5. Trustee Bast's (an associate of Barre Seid and mouthpiece of the tobacco and oil industries) public boasting of this whole effort to take over the school, turn over its faculty and to change its curriculum to reflect his idealogy.
6. The increasing lack of balance on the board. A few neoconservatives and libertarians wouldn't be so objectionable were some liberals (in the current sense, not the mid-eighteenth century sense Mr. Lindsay endorses), social democrats and even apoliticals appointed as well--presuming, of course, their respect for the college and its commitment to rational dialog.
7. The increasing financial dependence of the college on ideologically driven, extremely right-wing foundations such as the Barbara and Barre Seid Foundation and Parker's hijacked Aequus Institute.
8. The increasing disregard for the community of shareholders who substantially and abidingly make up the college: the faculty and the present-and-future alumni.
9. The fact that these changes destroy the uniqueness of the college, a uniqueness both as regards polity and as regards curriculum.

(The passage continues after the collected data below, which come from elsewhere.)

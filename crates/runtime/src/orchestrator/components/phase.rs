use battle_core::SquaddieAffiliation;
use tracing::info;

use crate::error::Result;
use crate::message_board::BattleMessage;
use crate::orchestrator::{
    BattleOrchestratorMode, OrchestratorComponent, OrchestratorContext, RecommendedStateChanges,
    UiControlSettings,
};
use crate::state::{BattlePhaseState, BattleState};

use super::selector_for;

/// Starts the next team's phase and shows its banner.
///
/// Teams go player, ally, enemy, none; teams without a living squaddie are
/// skipped. The turn count goes up whenever a player phase starts.
#[derive(Debug)]
pub struct PhaseController {
    autoplay_player: bool,
    started: bool,
    banner_frames_remaining: u32,
}

impl PhaseController {
    pub fn new(autoplay_player: bool) -> Self {
        Self {
            autoplay_player,
            started: false,
            banner_frames_remaining: 0,
        }
    }

    fn start_next_phase(&mut self, state: &mut BattleState, context: &mut OrchestratorContext<'_>) -> Result<()> {
        let living: Vec<_> = SquaddieAffiliation::PHASE_ORDER
            .into_iter()
            .filter(|affiliation| state.team_has_living_squaddies(*affiliation))
            .collect();
        let affiliation = next_phase(&mut state.phase, |affiliation| living.contains(&affiliation));

        let action_points = state.config.action_points_per_turn;
        for battle_squaddie_id in state.repository.team(affiliation) {
            state
                .repository
                .battle_squaddie_mut(&battle_squaddie_id)?
                .begin_new_turn(action_points);
        }

        info!(
            target: "battle::orchestrator",
            phase = ?affiliation,
            turn_count = state.phase.turn_count,
            "phase started"
        );
        if affiliation == SquaddieAffiliation::Player {
            context.message_board.send_message(
                state,
                BattleMessage::StartedPlayerPhase {
                    turn_count: state.phase.turn_count,
                },
            )?;
        }
        Ok(())
    }
}

/// Moves the phase to the next team with a living squaddie. The turn count
/// rises only when the player phase actually starts.
fn next_phase(
    phase: &mut BattlePhaseState,
    has_living_squaddies: impl Fn(SquaddieAffiliation) -> bool,
) -> SquaddieAffiliation {
    let mut next = phase
        .current_affiliation
        .map_or(SquaddieAffiliation::Player, |current| current.next_phase());
    for _ in 1..SquaddieAffiliation::PHASE_ORDER.len() {
        if has_living_squaddies(next) {
            break;
        }
        next = next.next_phase();
    }
    phase.current_affiliation = Some(next);
    if next == SquaddieAffiliation::Player {
        phase.turn_count += 1;
    }
    next
}

impl OrchestratorComponent for PhaseController {
    fn name(&self) -> &'static str {
        "PhaseController"
    }

    fn update(&mut self, state: &mut BattleState, context: &mut OrchestratorContext<'_>) -> Result<()> {
        if !self.started {
            self.start_next_phase(state, context)?;
            self.started = true;
            self.banner_frames_remaining = context.config.phase_banner_frames;
            return Ok(());
        }
        self.banner_frames_remaining = self.banner_frames_remaining.saturating_sub(1);
        Ok(())
    }

    fn ui_control_settings(&self, _state: &BattleState) -> UiControlSettings {
        UiControlSettings::new(true, false)
    }

    fn has_completed(&self, _state: &BattleState) -> bool {
        self.started && self.banner_frames_remaining == 0
    }

    fn recommend_state_changes(&self, state: &BattleState) -> RecommendedStateChanges {
        let affiliation = state
            .phase
            .current_affiliation
            .unwrap_or(SquaddieAffiliation::Player);
        RecommendedStateChanges::next(selector_for(affiliation, self.autoplay_player))
            .with_display_map(true)
            .checking_mission_objectives()
    }

    fn reset(&mut self, _state: &mut BattleState) {
        self.started = false;
        self.banner_frames_remaining = 0;
    }
}
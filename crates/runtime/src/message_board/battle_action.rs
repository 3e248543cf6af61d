use tracing::debug;

use crate::error::{Result, RuntimeError};
use crate::state::BattleState;

use super::{BattleMessage, MessageBoard, MessageListener};

/// Moves the animating battle action to the already-animated queue.
#[derive(Debug, Default)]
pub struct BattleActionListener;

impl MessageListener for BattleActionListener {
    fn name(&self) -> &'static str {
        "battle_action"
    }

    fn receive_message(
        &self,
        _board: &MessageBoard,
        state: &mut BattleState,
        message: &BattleMessage,
    ) -> Result<()> {
        if !matches!(message, BattleMessage::BattleActionFinishesAnimation) {
            return Ok(());
        }
        let finished = state
            .recorder
            .battle_action_finished_animating()
            .ok_or_else(|| RuntimeError::invariant(self.name(), "animation queue is empty"))?;
        debug!(
            target: "battle::message_board",
            battle_squaddie_id = %finished.actor,
            "battle action finished animating"
        );
        Ok(())
    }
}
//! Unified error type surfaced by the orchestrator and its listeners.
//!
//! Everything here is an invariant violation: a caller drove the decision
//! step out of order, or content referenced something that does not exist.
//! Rejected player input never becomes a `RuntimeError`; it is reported with
//! a `PlayerSelectionIsInvalid` message instead.

use battle_core::{
    CalculatorError, DecisionStepError, ErrorSeverity, GameError, MapError, RepositoryError,
    TargetingError, TurnError,
};
use thiserror::Error;

pub type Result<T> = std::result::Result<T, RuntimeError>;

#[derive(Debug, Error)]
pub enum RuntimeError {
    /// Component-qualified invariant violation.
    #[error("{component}: {message}")]
    Invariant {
        component: &'static str,
        message: String,
    },

    #[error(transparent)]
    Repository(#[from] RepositoryError),

    #[error(transparent)]
    DecisionStep(#[from] DecisionStepError),

    #[error(transparent)]
    Calculator(#[from] CalculatorError),

    #[error(transparent)]
    Targeting(#[from] TargetingError),

    #[error(transparent)]
    Map(#[from] MapError),

    #[error(transparent)]
    Turn(#[from] TurnError),
}

impl RuntimeError {
    pub fn invariant(component: &'static str, message: impl Into<String>) -> Self {
        Self::Invariant {
            component,
            message: message.into(),
        }
    }

    pub fn severity(&self) -> ErrorSeverity {
        match self {
            Self::Invariant { .. } => ErrorSeverity::Internal,
            Self::Repository(err) => err.severity(),
            Self::DecisionStep(err) => err.severity(),
            Self::Calculator(err) => err.severity(),
            Self::Targeting(err) => err.severity(),
            Self::Map(err) => err.severity(),
            Self::Turn(err) => err.severity(),
        }
    }
}
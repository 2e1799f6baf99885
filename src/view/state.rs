//! Read model assembled for view adapters

use std::sync::Arc;

use crate::path::PathState;
use crate::selection::SelectionSnapshot;
use crate::types::{Edge, Fingerprint, GraphAnalysis, GraphFile, Node, NodeDetail, NodeId, Projection};

/// Everything a view adapter renders, read at one instant
#[derive(Debug, Clone)]
pub struct ViewState {
    pub snapshot: Arc<SelectionSnapshot>,
    /// Last good projection, possibly older than the selection
    pub projection: Option<Arc<Projection>>,
    pub projection_fingerprint: Option<Fingerprint>,
    pub details: Option<Arc<Vec<NodeDetail>>>,
    pub path: PathState,
    pub graph_files: Vec<GraphFile>,
    pub analysis: Option<GraphAnalysis>,
}

impl ViewState {
    /// Whether the displayed projection matches the current selection
    pub fn is_settled(&self) -> bool {
        self.projection_fingerprint.is_some() && self.projection_fingerprint == self.snapshot.fingerprint()
    }

    /// Canvas nodes, with selection flags taken from the store
    pub fn canvas_nodes(&self) -> Vec<Node> {
        self.projection
            .as_ref()
            .map(|p| p.nodes_marked(self.snapshot.selected()))
            .unwrap_or_default()
    }

    /// Canvas edges, transitive ones only when the flag is on
    pub fn canvas_edges(&self) -> Vec<&Edge> {
        self.projection
            .as_ref()
            .map(|p| p.visible_edges(self.snapshot.transitive()).collect())
            .unwrap_or_default()
    }

    /// Rows of the node list view
    pub fn list_rows(&self) -> Vec<Node> {
        self.snapshot.nodes()
    }

    /// Highlighted path, if a path set is ready and one is chosen
    pub fn highlighted_path(&self) -> Option<&[NodeId]> {
        match &self.path {
            PathState::Ready(set) => set.selected_path(),
            _ => None,
        }
    }
}
//! Selection events exchanged between replicas

use serde::{Deserialize, Serialize};

use super::{NodeId, ReplicaId};

/// One node selection change, tagged with the replica that made it
#[derive(Debug, Clone, PartialEq, Eq, Serialize, Deserialize)]
pub struct SelectionEvent {
    pub node_id: NodeId,
    pub selected: bool,
    pub origin: ReplicaId,
}

impl SelectionEvent {
    pub fn new(node_id: impl Into<NodeId>, selected: bool, origin: ReplicaId) -> Self {
        Self {
            node_id: node_id.into(),
            selected,
            origin,
        }
    }

    /// Whether this event was produced by `replica`
    pub fn is_from(&self, replica: &ReplicaId) -> bool {
        &self.origin == replica
    }
}
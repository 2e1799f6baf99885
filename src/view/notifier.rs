//! View update broadcaster
//!
//! Store, caches and session publish what changed; view adapters subscribe
//! and re-read the store+cache pair on each update.

use std::sync::atomic::{AtomicU64, Ordering};
use std::sync::Arc;

use tokio::sync::broadcast;

use crate::error::QueryError;
use crate::types::{Fingerprint, GraphId};

/// Things view adapters re-render on
#[derive(Clone, Debug, PartialEq)]
pub enum ViewEvent {
    /// Selection, transitive flag or extra nodes changed
    SelectionChanged {
        revision: u64,
        fingerprint: Option<Fingerprint>,
    },

    /// Projection for the current fingerprint is available
    ProjectionReady { fingerprint: Fingerprint },

    /// Projection fetch failed; the last good projection stays visible
    ProjectionFailed {
        fingerprint: Fingerprint,
        error: QueryError,
    },

    /// Node details for the current selection are available
    NodeDetailsReady { fingerprint: Fingerprint },

    /// Node details fetch failed
    NodeDetailsFailed {
        fingerprint: Fingerprint,
        error: QueryError,
    },

    /// Path explorer changed state
    PathChanged,

    /// A different graph file became active
    GraphSelected { graph: GraphId },

    /// Graph file list was reloaded
    GraphFilesChanged,

    /// Node catalog of the active graph was replaced
    NodeCatalogChanged,

    /// Graph analysis counts arrived
    AnalysisReady,
}

/// View event wrapper with metadata
#[derive(Clone, Debug)]
pub struct ViewUpdate {
    pub event: ViewEvent,

    /// Monotonically increasing sequence ID for gap detection
    pub sequence_id: u64,

    /// Unix timestamp (milliseconds) when the update was published
    pub timestamp: i64,
}

/// Broadcaster for view updates
#[derive(Clone)]
pub struct ViewNotifier {
    tx: broadcast::Sender<ViewUpdate>,
    sequence_counter: Arc<AtomicU64>,
}

impl ViewNotifier {
    /// Create a notifier buffering up to `capacity` updates per subscriber
    pub fn new(capacity: usize) -> Self {
        let (tx, _) = broadcast::channel(capacity.max(1));
        Self {
            tx,
            sequence_counter: Arc::new(AtomicU64::new(0)),
        }
    }

    /// Publish an event to all subscribers
    pub fn publish(&self, event: ViewEvent) {
        let seq = self.sequence_counter.fetch_add(1, Ordering::SeqCst);
        let update = ViewUpdate {
            event,
            sequence_id: seq,
            timestamp: chrono::Utc::now().timestamp_millis(),
        };
        // No subscribers is fine
        let _ = self.tx.send(update);
    }

    /// Get the current sequence ID
    pub fn current_sequence_id(&self) -> u64 {
        self.sequence_counter.load(Ordering::SeqCst)
    }

    pub fn subscribe(&self) -> broadcast::Receiver<ViewUpdate> {
        self.tx.subscribe()
    }
}

impl Default for ViewNotifier {
    fn default() -> Self {
        Self::new(256)
    }
}
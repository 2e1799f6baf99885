//! Graph projection and graph file types

use std::collections::{BTreeMap, BTreeSet};

use serde::{Deserialize, Serialize};

use super::{Edge, GraphId, Node, NodeId};

/// Server-computed subgraph for one fingerprint
///
/// Replaced wholesale on every successful fetch; never patched in place.
#[derive(Debug, Clone, Default, PartialEq, Eq, Serialize, Deserialize)]
pub struct Projection {
    #[serde(default)]
    pub nodes: Vec<Node>,
    #[serde(rename = "links", default)]
    pub edges: Vec<Edge>,
    #[serde(rename = "links_trans", default)]
    pub transitive_edges: Vec<Edge>,
}

impl Projection {
    /// Create a projection from nodes and edges
    pub fn with_data(nodes: Vec<Node>, edges: Vec<Edge>, transitive_edges: Vec<Edge>) -> Self {
        Self {
            nodes,
            edges,
            transitive_edges,
        }
    }

    /// Check if the projection is empty
    pub fn is_empty(&self) -> bool {
        self.nodes.is_empty()
    }

    pub fn node_count(&self) -> usize {
        self.nodes.len()
    }

    pub fn node(&self, id: &NodeId) -> Option<&Node> {
        self.nodes.iter().find(|n| &n.id == id)
    }

    /// Edges to draw: direct ones, plus transitive ones when requested
    pub fn visible_edges(&self, transitive: bool) -> impl Iterator<Item = &Edge> {
        let extra: &[Edge] = if transitive { self.transitive_edges.as_slice() } else { &[] };
        self.edges.iter().chain(extra.iter())
    }

    /// Copies of the nodes with `selected` taken from the selection store
    ///
    /// The server's own flags are ignored so projection contents never
    /// override the authoritative selection.
    pub fn nodes_marked(&self, selected: &BTreeSet<NodeId>) -> Vec<Node> {
        self.nodes
            .iter()
            .map(|n| n.with_selected(selected.contains(&n.id)))
            .collect()
    }
}

/// Graph file offered by the server
#[derive(Debug, Clone, PartialEq, Eq, Serialize, Deserialize)]
pub struct GraphFile {
    pub id: u64,
    pub git: GraphId,
    #[serde(default)]
    pub selected: bool,
}

/// Whole-graph analysis counts (`graph_results`)
#[derive(Debug, Clone, Default, PartialEq, Serialize, Deserialize)]
pub struct GraphAnalysis {
    #[serde(flatten)]
    pub counts: BTreeMap<String, serde_json::Value>,
}

impl GraphAnalysis {
    /// Integer count for a metric, if present and numeric
    pub fn count(&self, metric: &str) -> Option<u64> {
        self.counts.get(metric).and_then(|v| v.as_u64())
    }
}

Whereas Shimer had been moving in the direction of a more catholic appropriation of human cultural traditions as a whole, now it appears to be headed back to the parochial confinement of the notion of the great books to those of the western--and U.S. political--culture almost exclusively.

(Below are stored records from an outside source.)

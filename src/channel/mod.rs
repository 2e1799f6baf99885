//! Remote event channel
//!
//! Emits local selection changes to peers and decodes what the relay pushes
//! back. Applying inbound messages is the session's job.

mod messages;
mod transport;
mod websocket;

use std::sync::Arc;

use tracing::debug;

use crate::error::{ChannelError, ProtocolError};
use crate::types::{GraphId, ReplicaId, SelectionEvent};

pub use messages::{InboundMessage, OutboundMessage, RowData, RowSelection};
pub use transport::{DetachedTransport, LoopbackHub, LoopbackTransport, PushTransport};
pub use websocket::WebSocketTransport;

/// Outbound half of the push channel, tagged with this replica's id
#[derive(Clone)]
pub struct RemoteEventChannel {
    transport: Arc<dyn PushTransport>,
    replica: ReplicaId,
}

impl RemoteEventChannel {
    pub fn new(transport: Arc<dyn PushTransport>, replica: ReplicaId) -> Self {
        Self { transport, replica }
    }

    /// Channel that talks to no one
    pub fn detached(replica: ReplicaId) -> Self {
        Self::new(Arc::new(DetachedTransport), replica)
    }

    pub fn replica(&self) -> &ReplicaId {
        &self.replica
    }

    /// Broadcast a local selection change as `row_selected`
    pub fn emit_selection(&self, event: &SelectionEvent, name: &str) -> Result<(), ChannelError> {
        self.emit(&OutboundMessage::RowSelected(RowSelection::from_event(event, name)))
    }

    /// Broadcast a graph file switch as `git_hash_selected`
    pub fn emit_graph_selected(&self, graph: &GraphId) -> Result<(), ChannelError> {
        self.emit(&OutboundMessage::GitHashSelected {
            hash: graph.clone(),
            selected: true,
            origin: Some(self.replica.clone()),
        })
    }

    fn emit(&self, message: &OutboundMessage) -> Result<(), ChannelError> {
        let frame = serde_json::to_string(message).map_err(|e| ChannelError::Encode(e.to_string()))?;
        debug!(frame = %frame, "emit");
        self.transport.send(frame)
    }

    /// Decode one inbound frame
    pub fn decode(frame: &str) -> Result<InboundMessage, ProtocolError> {
        serde_json::from_str(frame).map_err(|e| ProtocolError::Malformed(e.to_string()))
    }
}
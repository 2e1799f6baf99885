//! Opaque identifiers for graphs, nodes and replicas
//!
//! Graph and node ids are file-path-shaped strings handed out by the server.
//! They are compared and hashed as whole keys and never parsed.

use std::borrow::Borrow;
use std::fmt;

use serde::{Deserialize, Serialize};

/// Identifier of a node (build artifact) in a dependency graph
#[derive(Debug, Clone, PartialEq, Eq, PartialOrd, Ord, Hash, Serialize, Deserialize)]
#[serde(transparent)]
pub struct NodeId(String);

impl NodeId {
    /// Create a node id from any string-like value
    pub fn new(id: impl Into<String>) -> Self {
        Self(id.into())
    }

    pub fn as_str(&self) -> &str {
        &self.0
    }
}

impl fmt::Display for NodeId {
    fn fmt(&self, f: &mut fmt::Formatter<'_>) -> fmt::Result {
        f.write_str(&self.0)
    }
}

impl From<&str> for NodeId {
    fn from(id: &str) -> Self {
        Self(id.to_string())
    }
}

impl From<String> for NodeId {
    fn from(id: String) -> Self {
        Self(id)
    }
}

impl Borrow<str> for NodeId {
    fn borrow(&self) -> &str {
        &self.0
    }
}

/// Identifier of a graph file (the git hash it was generated from)
#[derive(Debug, Clone, PartialEq, Eq, PartialOrd, Ord, Hash, Serialize, Deserialize)]
#[serde(transparent)]
pub struct GraphId(String);

impl GraphId {
    /// Create a graph id from any string-like value
    pub fn new(id: impl Into<String>) -> Self {
        Self(id.into())
    }

    pub fn as_str(&self) -> &str {
        &self.0
    }
}

impl fmt::Display for GraphId {
    fn fmt(&self, f: &mut fmt::Formatter<'_>) -> fmt::Result {
        f.write_str(&self.0)
    }
}

impl From<&str> for GraphId {
    fn from(id: &str) -> Self {
        Self(id.to_string())
    }
}

impl From<String> for GraphId {
    fn from(id: String) -> Self {
        Self(id)
    }
}

/// Identity of one client replica on the push channel
///
/// The empty default stands for a peer that does not identify itself.
#[derive(Debug, Clone, Default, PartialEq, Eq, Hash, Serialize, Deserialize)]
#[serde(transparent)]
pub struct ReplicaId(String);

impl ReplicaId {
    /// Create a replica id from an explicit value
    pub fn new(id: impl Into<String>) -> Self {
        Self(id.into())
    }

    /// Generate a fresh random replica id
    pub fn generate() -> Self {
        Self(uuid::Uuid::new_v4().to_string())
    }

    pub fn as_str(&self) -> &str {
        &self.0
    }
}

impl fmt::Display for ReplicaId {
    fn fmt(&self, f: &mut fmt::Formatter<'_>) -> fmt::Result {
        f.write_str(&self.0)
    }
}
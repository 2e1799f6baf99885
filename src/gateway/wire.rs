//! REST request and response bodies

use serde::{Deserialize, Serialize};

use crate::types::{GraphAnalysis, GraphFile, GraphId, NodeDetail, NodeId, Projection, ProjectionKey};

/// Body of `POST /api/graphs/{graphId}/d3`
#[derive(Debug, Clone, PartialEq, Eq, Serialize, Deserialize)]
pub struct ProjectionRequest {
    pub selected_nodes: Vec<NodeId>,
    #[serde(default, skip_serializing_if = "Option::is_none")]
    pub extra_nodes: Option<Vec<NodeId>>,
    pub transitive_edges: bool,
}

impl From<&ProjectionKey> for ProjectionRequest {
    fn from(key: &ProjectionKey) -> Self {
        Self {
            selected_nodes: key.selected.iter().cloned().collect(),
            extra_nodes: if key.extra.is_empty() {
                None
            } else {
                Some(key.extra.iter().cloned().collect())
            },
            transitive_edges: key.transitive,
        }
    }
}

/// Response of `POST /api/graphs/{graphId}/d3`
#[derive(Debug, Clone, Default, Serialize, Deserialize)]
pub struct ProjectionResponse {
    #[serde(rename = "graphData")]
    pub graph_data: Projection,
}

/// Body of `POST /api/graphs/{graphId}/nodes/details`
#[derive(Debug, Clone, PartialEq, Eq, Serialize, Deserialize)]
pub struct DetailsRequest {
    pub selected_nodes: Vec<NodeId>,
    pub transitive_edges: bool,
}

/// Response of `POST /api/graphs/{graphId}/nodes/details`
#[derive(Debug, Clone, Default, Serialize, Deserialize)]
pub struct DetailsResponse {
    #[serde(rename = "nodeInfos", default)]
    pub node_infos: Vec<NodeDetail>,
}

/// Body of `POST /api/graphs/{graphId}/paths`
#[derive(Debug, Clone, PartialEq, Eq, Serialize, Deserialize)]
pub struct PathRequest {
    #[serde(rename = "fromNode")]
    pub from_node: NodeId,
    #[serde(rename = "toNode")]
    pub to_node: NodeId,
}

/// Response of `GET /graph_files`
#[derive(Debug, Clone, Default, Serialize, Deserialize)]
pub struct GraphFilesResponse {
    #[serde(default)]
    pub graph_files: Vec<GraphFile>,
}

/// Response of `GET /api/graphs/{graphId}/analysis`
#[derive(Debug, Clone, Default, Serialize, Deserialize)]
pub struct AnalysisResponse {
    #[serde(rename = "selectedGraph", default, skip_serializing_if = "Option::is_none")]
    pub selected_graph: Option<GraphId>,
    #[serde(default)]
    pub results: GraphAnalysis,
}

#[cfg(test)]
mod tests {
    use super::*;
    use std::collections::BTreeSet;

    #[test]
    fn test_projection_request_sorts_and_omits_empty_extra() {
        let selected: BTreeSet<NodeId> = ["b", "a"].into_iter().map(NodeId::from).collect();
        let key = ProjectionKey::new(GraphId::from("g"), selected, true);

        let body = serde_json::to_value(ProjectionRequest::from(&key)).unwrap();
        assert_eq!(body["selected_nodes"], serde_json::json!(["a", "b"]));
        assert_eq!(body["transitive_edges"], serde_json::json!(true));
        assert!(body.get("extra_nodes").is_none());
    }

    #[test]
    fn test_projection_request_carries_extra_nodes() {
        let key = ProjectionKey::new(GraphId::from("g"), BTreeSet::new(), false)
            .with_extra([NodeId::from("c")].into_iter().collect());

        let body = serde_json::to_value(ProjectionRequest::from(&key)).unwrap();
        assert_eq!(body["extra_nodes"], serde_json::json!(["c"]));
    }

    #[test]
    fn test_graph_files_response() {
        let json = r#"{"graph_files":[{"id":0,"git":"abc123","selected":true},{"id":1,"git":"def456","selected":false}]}"#;
        let response: GraphFilesResponse = serde_json::from_str(json).unwrap();
        assert_eq!(response.graph_files.len(), 2);
        assert!(response.graph_files[0].selected);
    }
}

The last point deserves emphasis. Shimer is not the only great books school in the United States. It certainly would not be the only extremely conservative school in the country. It has, however, long been unique among liberal arts institutions, primarily because of its polity. As such, it deserved support and even had a special market appeal. The abandonment of these traditions removes what may be the major justification for its continued existence.
Sincerely,
Erik Graff
Carl D Kadie
1 year ago
2 comments :
Erik brings up something which I was suspicious of, but which few if any others gave much credence to - e.g. the question of the role of Bill Rice in setting the stage for what is happening now.
A few years back Bill was out in Tucson for some sort of conference and he took the trouble to call and meet with the few of us Shimer alums here in southern AZ. He came across as personable, sincere, reasonable, and devoted to advancing Shimer. Frankly I was shocked when I learned of his resignation.
In looking at the current situation and the history of the various actors in it though, I can't help but be suspicious of the National Endowment for the Humanities connection between Rice & Lindsay. It begs credibility that two (almost consecutive) executives of tiny, obscure Shimer would come from the same place (or almost just traded places, separated by a year).
How did this happen. How did these 2 people come to run Shimer. How was Board composition transformed from being institution driven to being ideology driven?
These are not just rhetorical questions. The closer we get to the answers the better prepared we will be to undo the damage done.
david k
I think the Bill Rice connection is decidedly inaccurate. A couple of reasons why: At the time Bill Rice applied to be presdient of Shimer, in 2004, he told the Search Committee that he had applied for a top position at NEH, that was his dream job, and if it was offered, he would accept it. He was quite frank that Shimer was his second choice. Bill apparently was one of the top two candidates for the position, but was not selected. Three years later, the same position opened up, and this time, they called Bill. He jumped at the offer; not surprising when one's dream job opens up. When Bill first applied for the NEH position, Tom Lindsay was not at NEH. And if you check lists of political donors, you will see that Bill Rice was a significant donor to Hilary Clinton's Presidential campaign. It was his only political donation of record. I don't think many right wing zealots contributed to Hilary Clinton. And Bill and Tom have very different positions at NEH--they did not "almost trade places." I think your post, while accurate in parts, does a real disservice to Bill Rice.